[Collected data]
# # #

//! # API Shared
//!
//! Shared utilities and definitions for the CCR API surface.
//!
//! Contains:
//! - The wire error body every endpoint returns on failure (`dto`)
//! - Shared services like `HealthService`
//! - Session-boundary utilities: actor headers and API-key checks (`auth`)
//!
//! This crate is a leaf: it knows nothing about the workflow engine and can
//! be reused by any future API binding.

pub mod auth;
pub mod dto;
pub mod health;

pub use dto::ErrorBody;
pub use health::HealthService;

# # #

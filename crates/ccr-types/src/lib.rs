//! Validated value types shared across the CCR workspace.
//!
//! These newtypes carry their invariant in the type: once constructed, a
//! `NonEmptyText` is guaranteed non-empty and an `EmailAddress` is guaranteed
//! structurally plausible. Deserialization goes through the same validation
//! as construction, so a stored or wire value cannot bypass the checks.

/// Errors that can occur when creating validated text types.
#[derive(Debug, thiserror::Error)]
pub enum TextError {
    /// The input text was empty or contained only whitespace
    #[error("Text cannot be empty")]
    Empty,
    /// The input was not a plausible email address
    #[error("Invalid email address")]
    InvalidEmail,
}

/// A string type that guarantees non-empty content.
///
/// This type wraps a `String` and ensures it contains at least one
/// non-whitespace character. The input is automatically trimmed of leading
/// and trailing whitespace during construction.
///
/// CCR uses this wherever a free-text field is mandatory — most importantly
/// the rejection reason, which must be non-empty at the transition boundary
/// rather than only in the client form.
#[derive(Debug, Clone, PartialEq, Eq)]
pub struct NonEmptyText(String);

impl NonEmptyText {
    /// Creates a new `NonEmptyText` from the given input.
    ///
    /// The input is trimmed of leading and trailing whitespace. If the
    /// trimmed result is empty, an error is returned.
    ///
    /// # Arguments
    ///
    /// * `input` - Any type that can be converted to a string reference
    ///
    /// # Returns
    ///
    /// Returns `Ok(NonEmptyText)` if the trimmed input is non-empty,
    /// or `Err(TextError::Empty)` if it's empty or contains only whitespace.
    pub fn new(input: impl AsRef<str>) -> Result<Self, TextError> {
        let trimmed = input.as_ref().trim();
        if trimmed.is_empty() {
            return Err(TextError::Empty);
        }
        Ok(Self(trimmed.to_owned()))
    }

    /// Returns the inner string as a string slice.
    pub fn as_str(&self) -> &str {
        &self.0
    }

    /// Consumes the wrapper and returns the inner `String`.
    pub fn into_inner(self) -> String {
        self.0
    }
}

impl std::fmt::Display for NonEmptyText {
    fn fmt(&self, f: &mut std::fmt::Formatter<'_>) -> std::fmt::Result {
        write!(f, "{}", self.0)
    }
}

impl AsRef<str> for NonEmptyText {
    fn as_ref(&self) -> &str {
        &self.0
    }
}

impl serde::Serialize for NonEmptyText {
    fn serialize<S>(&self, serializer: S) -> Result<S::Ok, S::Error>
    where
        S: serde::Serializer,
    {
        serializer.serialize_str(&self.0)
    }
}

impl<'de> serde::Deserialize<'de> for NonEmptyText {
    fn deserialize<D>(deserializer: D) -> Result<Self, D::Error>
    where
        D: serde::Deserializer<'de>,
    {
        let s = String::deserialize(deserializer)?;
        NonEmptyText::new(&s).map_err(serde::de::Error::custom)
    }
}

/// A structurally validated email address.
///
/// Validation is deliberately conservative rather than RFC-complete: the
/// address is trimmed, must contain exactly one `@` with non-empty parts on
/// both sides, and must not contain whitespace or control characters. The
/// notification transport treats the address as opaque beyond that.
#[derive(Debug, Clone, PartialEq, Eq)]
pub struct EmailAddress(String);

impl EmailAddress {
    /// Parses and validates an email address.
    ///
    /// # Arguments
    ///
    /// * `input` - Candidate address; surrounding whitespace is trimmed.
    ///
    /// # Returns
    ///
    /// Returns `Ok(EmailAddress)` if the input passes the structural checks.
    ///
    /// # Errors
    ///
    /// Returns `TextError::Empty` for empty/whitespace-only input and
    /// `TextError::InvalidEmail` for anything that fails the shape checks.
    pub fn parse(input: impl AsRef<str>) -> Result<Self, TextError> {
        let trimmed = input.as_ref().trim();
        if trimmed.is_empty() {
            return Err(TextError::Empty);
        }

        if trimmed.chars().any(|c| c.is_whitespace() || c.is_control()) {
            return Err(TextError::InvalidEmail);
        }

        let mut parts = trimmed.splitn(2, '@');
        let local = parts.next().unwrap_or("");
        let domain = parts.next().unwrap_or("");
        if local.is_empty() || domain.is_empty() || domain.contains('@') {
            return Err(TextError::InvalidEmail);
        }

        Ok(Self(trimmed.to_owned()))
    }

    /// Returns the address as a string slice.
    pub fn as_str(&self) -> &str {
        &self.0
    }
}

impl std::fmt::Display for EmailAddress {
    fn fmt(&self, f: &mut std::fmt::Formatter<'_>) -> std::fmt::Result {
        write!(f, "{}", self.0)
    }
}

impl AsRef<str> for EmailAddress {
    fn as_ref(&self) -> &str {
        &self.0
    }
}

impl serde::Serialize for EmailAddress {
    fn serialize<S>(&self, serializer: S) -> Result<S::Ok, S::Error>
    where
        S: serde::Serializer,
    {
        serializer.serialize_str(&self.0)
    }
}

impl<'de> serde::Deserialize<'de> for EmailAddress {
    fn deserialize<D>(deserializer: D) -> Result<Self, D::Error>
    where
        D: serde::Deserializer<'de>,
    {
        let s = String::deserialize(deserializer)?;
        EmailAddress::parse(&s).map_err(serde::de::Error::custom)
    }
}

# # #

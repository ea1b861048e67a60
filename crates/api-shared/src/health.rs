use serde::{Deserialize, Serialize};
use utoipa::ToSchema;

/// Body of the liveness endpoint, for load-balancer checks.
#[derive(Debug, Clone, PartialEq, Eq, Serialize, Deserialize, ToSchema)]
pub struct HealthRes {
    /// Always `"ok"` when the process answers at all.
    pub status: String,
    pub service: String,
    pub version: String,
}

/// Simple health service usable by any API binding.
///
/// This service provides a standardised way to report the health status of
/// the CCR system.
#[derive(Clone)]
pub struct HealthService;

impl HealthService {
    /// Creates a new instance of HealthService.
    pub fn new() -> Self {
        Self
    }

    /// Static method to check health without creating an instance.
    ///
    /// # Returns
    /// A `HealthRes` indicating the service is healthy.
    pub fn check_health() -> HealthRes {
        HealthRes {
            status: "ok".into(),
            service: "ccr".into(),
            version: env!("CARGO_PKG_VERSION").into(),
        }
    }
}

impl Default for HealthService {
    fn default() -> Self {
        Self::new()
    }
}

# # #

**Task directions**
Across the data, count every line where the string "trailing" turns up, then write only that count.

**Answer to this exercise**
2